Analysis of Hyperliquid's "Vulnerability" Mechanism
Since the incident, the most discussed question in the community has been: How did this whale complete the "self-exploding profit" trading operation? How did Hyperliquid's contract mechanism allow for such exploitation?
1. No Position Limit, Leverage Can Be Amplified Indefinitely
Before this incident, Hyperliquid had no restrictions on position size, only imposing constraints on the order amount for market orders.
This means that theoretically, as long as the account funds are sufficient, users can continuously expand their position size through high leverage, even manipulating market sentiment in a short time. The whale took advantage of this, continuously increasing the position size in a short time, rapidly pushing the position value to $300 million and creating a market FOMO effect.

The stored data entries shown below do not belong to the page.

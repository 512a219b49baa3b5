//! File system scanner for discovering icons.
//!
//! Recursively walks a directory and yields every file whose name ends
//! with `icon.png`.

use std::path::{Path, PathBuf};

use walkdir::WalkDir;

/// File name suffix that marks a file as an icon.
pub const ICON_SUFFIX: &str = "icon.png";

/// Lazy iterator over icon files below a root directory.
///
/// Symlinked files are yielded but symlinked directories are not entered,
/// so an icon is never reported under two paths. Entries that cannot be
/// read (permission denied) are skipped; walking continues with the next
/// sibling.
pub struct Icons {
    walker: Option<walkdir::IntoIter>,
    skipped: usize,
}

impl Icons {
    /// Number of entries skipped so far because they could not be read.
    pub fn skipped(&self) -> usize {
        self.skipped
    }
}

impl Iterator for Icons {
    type Item = PathBuf;

    fn next(&mut self) -> Option<PathBuf> {
        loop {
            let entry = match self.walker.as_mut()?.next()? {
                Ok(entry) => entry,
                Err(_) => {
                    self.skipped += 1;
                    continue;
                }
            };

            let is_file = entry.file_type().is_file()
                || (entry.path_is_symlink() && entry.path().is_file());
            if is_file && is_icon(entry.path()) {
                return Some(entry.into_path());
            }
        }
    }
}

/// Walk `root` for icon files.
///
/// A missing root yields nothing. Each call starts a fresh walk.
pub fn icons(root: impl AsRef<Path>) -> Icons {
    let root = root.as_ref();

    let walker = root
        .exists()
        .then(|| WalkDir::new(root).into_iter());

    Icons { walker, skipped: 0 }
}

/// Check whether a file name carries the icon suffix.
///
/// The match is exact and case-sensitive.
pub fn is_icon(path: &Path) -> bool {
    path.file_name()
        .and_then(|n| n.to_str())
        .is_some_and(|name| name.ends_with(ICON_SUFFIX))
}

2. The Uniqueness of the HLP Mechanism: Active Market Making vs. Passive Counterparty
Compared to GMX's GLP, which adopts a passive counterparty strategy, Hyperliquid's HLP is actively market-made by the platform, profiting through market-making spreads, funding fees, and liquidations.
This model operates stably under normal market conditions, but when a single account's position size is too large and highly concentrated, the liquidity of the HLP will bear immense pressure. The whale exploited this loophole of no position limit, quickly building an oversized position, causing the platform's liquidity to lag behind trading demand, ultimately resulting in extreme market volatility.

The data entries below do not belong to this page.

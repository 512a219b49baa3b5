//! Shell completions generation.

use clap_complete::Shell;

use crate::error::Result;

/// Write a completion script for `shell` to stdout.
pub fn run(shell: Shell) -> Result<()> {
    let mut cmd = <super::Cli as clap::CommandFactory>::command();
    clap_complete::generate(shell, &mut cmd, "darkicon", &mut std::io::stdout());
    Ok(())
}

3. Oracle Price Mechanism vs. Traditional Matching System
Hyperliquid's contract prices use the marked price provided by oracles, rather than determining prices through gradually matching market orders like centralized exchanges. This brings two key issues:
- Unable to rely on order book depth to buffer large trades ------ In CEX, large market orders need to sequentially consume limit orders, leading to slippage, while Hyperliquid's price is calculated by oracles, allowing the whale to build positions directly at this price without being affected by market depth.
- High leverage accelerates market price fluctuations ------ Since the liquidation mechanism is also based on oracle prices, when the whale holds a high-leverage position, even slight market fluctuations can quickly trigger liquidation, creating a chain reaction that further exacerbates market turmoil.
4. Bug in the Liquidation Mechanism: Self-Exploding Liquidation Transfers Losses to the Platform
After floating profits, the whale chose to withdraw most of the principal and profits, actively pushing up the liquidation price, making the remaining position very likely to trigger liquidation.
Once liquidation occurs, the HLP must take over the position at the liquidation price, resulting in some losses being transferred to the platform. In this model, the whale effectively used the platform's mechanism for arbitrage, obtaining substantial profits in the early stages and ultimately shifting the losses to the platform and remaining liquidity providers.
Where Do On-Chain Derivative Exchanges Go from Here?
The Hyperliquid incident undoubtedly exposed the systemic risks of on-chain derivative exchanges in a high-leverage environment.
While decentralized exchanges provide a permissionless and transparent trading environment, allowing users to trade with leverage freely, the existing mechanisms also give whales the opportunity to manipulate the market. The combination of high leverage and oracle pricing not only allows whales to leverage the market but may also shift the final losses to the platform and liquidity providers.
After this turmoil, although Hyperliquid has adjusted its rules, it currently seems to be a stopgap measure that does not address the fundamental issues.
We can't help but ask, can active market-making models like HLP really counter whale strategies? Or does the future liquidity provision model need a complete overhaul, introducing stronger risk hedging mechanisms?
How to better balance safety risk control mechanisms with the advantages brought by decentralization may be the real issue that Hyperliquid needs to solve.